Hazlewood vs Boland: is Australia’s bowling hierarchy about to change?

Australia’s selectors are potentially facing one of their toughest calls for Boxing Day: in one corner you have Josh Hazlewood, 217 Test wickets at 26.16, and in the other you have new cult hero Scott Boland who has an average of 10.36 from five matches with a stunning record at the MCG.

On one hand, how do they leave out Boland? He is a wicket-taking machine who five times in five Tests has taken multiple scalps in an over, the most recent on the helter-skelter second day at the Gabba.

But then there’s Hazlewood, a world-class fast bowler with an outstanding record, albeit one whose Test career has stuttered over the last two years due to injury and conditions-based selection. Perhaps relevant will be Hazlewood’s first-class record at the MCG, where he averages 35.69, which is significantly higher than his career mark. Boland averages 24.35 at the venue.

It’s the second time in two summers that a player initially outside the XI is making the case that he cannot be left out. Usman Khawaja returned last season, when Travis Head missed the Sydney Test with Covid, and his twin centuries meant room had to be found for him so Marcus Harris was left out two games after top-scoring on a devilish pitch at the MCG.

This time there is not another potential fall guy in the XI to accommodate both Boland and Hazlewood assuming everyone else is fit.

“It’s a good problem to have. I can’t state it any other way,” national selector George Bailey said. “Couldn’t ask for anything more…and effectively Uzzie was in the same position last summer. Travis gets the nod in the first Test. Uzzie waits, gets his opportunity and grabs it. And that’s a really important part of what this team is at the moment, that when that opportunity is there you grab it, you come in, there’s a really clear role you can perform. Barrell [Boland] is doing it, he’s been fantastic. Hoff [Hazlewood] has obviously done it for a very, very long time as well.”
The South Africa Test will mark a year since Boland’s stunning arrival into the format when he claimed 6 for 7 to roll England on the third morning. At the time he was viewed as something of an MCG specialist, but subsequent success in Sydney, Hobart and Adelaide has reinforced that he is a mighty fine bowler in most locations.

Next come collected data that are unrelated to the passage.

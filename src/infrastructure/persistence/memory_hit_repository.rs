//! In-memory implementation of the hit log.

use async_trait::async_trait;
use std::collections::{BTreeMap, HashSet};
use tokio::sync::RwLock;
use tracing::debug;

use crate::domain::entities::{Hit, NewHit, StatEntry};
use crate::domain::repositories::{HitRepository, StatsFilter};
use crate::error::AppError;

#[derive(Default)]
struct HitLog {
    last_id: i64,
    hits: Vec<Hit>,
}

/// A process-local hit log.
///
/// Selected with `HIT_STORE=memory`. Hits are lost when the process exits.
/// Appends take the write lock for the duration of a push, so concurrent
/// writers never lose records; queries take the read lock and see every hit
/// appended before they acquired it.
pub struct MemoryHitRepository {
    log: RwLock<HitLog>,
}

impl MemoryHitRepository {
    pub fn new() -> Self {
        debug!("Using in-memory hit log");
        Self {
            log: RwLock::new(HitLog::default()),
        }
    }
}

impl Default for MemoryHitRepository {
    fn default() -> Self {
        Self::new()
    }
}

#[async_trait]
impl HitRepository for MemoryHitRepository {
    async fn append(&self, new_hit: NewHit) -> Result<Hit, AppError> {
        let mut log = self.log.write().await;
        log.last_id += 1;
        let hit = new_hit.into_hit(log.last_id);
        log.hits.push(hit.clone());
        Ok(hit)
    }

    async fn query_grouped(&self, filter: StatsFilter) -> Result<Vec<StatEntry>, AppError> {
        let log = self.log.read().await;

        let mut groups: BTreeMap<(&str, &str), (i64, HashSet<&str>)> = BTreeMap::new();
        for hit in log.hits.iter().filter(|hit| filter.matches(hit)) {
            let (total, ips) = groups
                .entry((hit.app.as_str(), hit.uri.as_str()))
                .or_default();
            *total += 1;
            ips.insert(hit.ip.as_str());
        }

        let mut entries: Vec<StatEntry> = groups
            .into_iter()
            .map(|((app, uri), (total, ips))| {
                let hits = if filter.unique {
                    ips.len() as i64
                } else {
                    total
                };
                StatEntry::new(app, uri, hits)
            })
            .collect();

        entries.sort_by(StatEntry::ranking);
        Ok(entries)
    }

    async fn count_all(&self) -> Result<i64, AppError> {
        Ok(self.log.read().await.hits.len() as i64)
    }

    async fn health_check(&self) -> bool {
        true
    }
}

#[cfg(test)]
mod tests {
    use super::*;
    use chrono::{NaiveDate, NaiveDateTime};
    use std::sync::Arc;

    fn at(day: u32) -> NaiveDateTime {
        NaiveDate::from_ymd_opt(2024, 6, day)
            .unwrap()
            .and_hms_opt(12, 0, 0)
            .unwrap()
    }

    fn new_hit(app: &str, uri: &str, ip: &str, day: u32) -> NewHit {
        NewHit {
            app: app.to_string(),
            uri: uri.to_string(),
            ip: ip.to_string(),
            timestamp: at(day),
        }
    }

    #[tokio::test]
    async fn test_append_assigns_increasing_ids() {
        let repo = MemoryHitRepository::new();

        let first = repo
            .append(new_hit("svc", "/events/1", "1.1.1.1", 1))
            .await
            .unwrap();
        let second = repo
            .append(new_hit("svc", "/events/1", "1.1.1.1", 1))
            .await
            .unwrap();

        assert_eq!(first.id, 1);
        assert_eq!(second.id, 2);
        assert_eq!(repo.count_all().await.unwrap(), 2);
    }

    #[tokio::test]
    async fn test_unique_and_total_counts() {
        let repo = MemoryHitRepository::new();
        repo.append(new_hit("svc", "/events/1", "1.1.1.1", 2))
            .await
            .unwrap();
        repo.append(new_hit("svc", "/events/1", "1.1.1.1", 2))
            .await
            .unwrap();
        repo.append(new_hit("svc", "/events/1", "2.2.2.2", 2))
            .await
            .unwrap();

        let filter = StatsFilter::new(at(1), at(3)).with_uris(Some(vec!["/events/1".into()]));

        let unique = repo
            .query_grouped(filter.clone().with_unique(true))
            .await
            .unwrap();
        assert_eq!(unique, vec![StatEntry::new("svc", "/events/1", 2)]);

        let total = repo.query_grouped(filter).await.unwrap();
        assert_eq!(total, vec![StatEntry::new("svc", "/events/1", 3)]);
    }

    #[tokio::test]
    async fn test_distinct_ips_count_the_same_in_both_modes() {
        let repo = MemoryHitRepository::new();
        let ips: Vec<String> = (1..=7).map(|n| format!("10.0.0.{n}")).collect();
        for ip in &ips {
            repo.append(new_hit("svc", "/events/9", ip, 4)).await.unwrap();
        }

        let filter = StatsFilter::new(at(1), at(10));
        let expected = vec![StatEntry::new("svc", "/events/9", ips.len() as i64)];

        let unique = repo
            .query_grouped(filter.clone().with_unique(true))
            .await
            .unwrap();
        let total = repo.query_grouped(filter).await.unwrap();

        assert_eq!(unique, expected);
        assert_eq!(total, expected);
    }

    #[tokio::test]
    async fn test_groups_by_app_and_uri_sorted_by_hits() {
        let repo = MemoryHitRepository::new();
        for ip in ["1.1.1.1", "2.2.2.2", "3.3.3.3"] {
            repo.append(new_hit("svc", "/events/2", ip, 5)).await.unwrap();
        }
        repo.append(new_hit("svc", "/events/1", "1.1.1.1", 5))
            .await
            .unwrap();
        repo.append(new_hit("other", "/events/2", "1.1.1.1", 5))
            .await
            .unwrap();

        let entries = repo
            .query_grouped(StatsFilter::new(at(1), at(10)))
            .await
            .unwrap();

        assert_eq!(
            entries,
            vec![
                StatEntry::new("svc", "/events/2", 3),
                StatEntry::new("other", "/events/2", 1),
                StatEntry::new("svc", "/events/1", 1),
            ]
        );
    }

    #[tokio::test]
    async fn test_window_without_hits_is_empty() {
        let repo = MemoryHitRepository::new();
        repo.append(new_hit("svc", "/events/1", "1.1.1.1", 20))
            .await
            .unwrap();

        let entries = repo
            .query_grouped(StatsFilter::new(at(1), at(10)))
            .await
            .unwrap();

        assert!(entries.is_empty());
    }

    #[tokio::test(flavor = "multi_thread", worker_threads = 4)]
    async fn test_concurrent_appends_are_not_lost() {
        let repo = Arc::new(MemoryHitRepository::new());

        let handles: Vec<_> = (0..50)
            .map(|i| {
                let repo = repo.clone();
                tokio::spawn(async move {
                    repo.append(new_hit("svc", "/events/1", &format!("10.0.0.{i}"), 1))
                        .await
                        .unwrap()
                })
            })
            .collect();

        let mut ids = HashSet::new();
        for handle in handles {
            ids.insert(handle.await.unwrap().id);
        }

        assert_eq!(ids.len(), 50);
        assert_eq!(repo.count_all().await.unwrap(), 50);
    }
}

“He was on the radar for the MCG last year because of exactly what we’ve seen him do,” Bailey said. “He bashes a length, I think his ability to take multiple wickets in the same over speaks to how consistent he is and the questions he asks of the batter right from ball one. He’s going fantastically. [Josh will] keep building and clearly we’ve got a decision to make. I’m really glad that it is a tough decision to make.”

When Hazlewood spoke on Sunday, he admitted it had been a frustrating period of his Test career and conceded being a three-format bowler, having established himself as one of the leading T20 performers, had brought challenges. However, although it is the second summer in a row where Hazlewood has suffered a side injury it has been described as a different problem and the medical teams are not concerned about a pattern emerging.

“Let’s be honest, fast bowlers face injury more than any other type of cricketer,” Bailey said. “So they’re constantly under pressure with it. It’s a challenge trying to get [the balance] right. The flip side of that is I think Josh giving himself the opportunity through the IPL has seen him become the T20 bowler [he is]. He’s just a phenomenal bowler. It’s hard work.”

“It’s very important to have two Victorian selectors on the panel,” Bailey joked. “Tony Dodemaide and Andrew McDonald will be in charge of that.”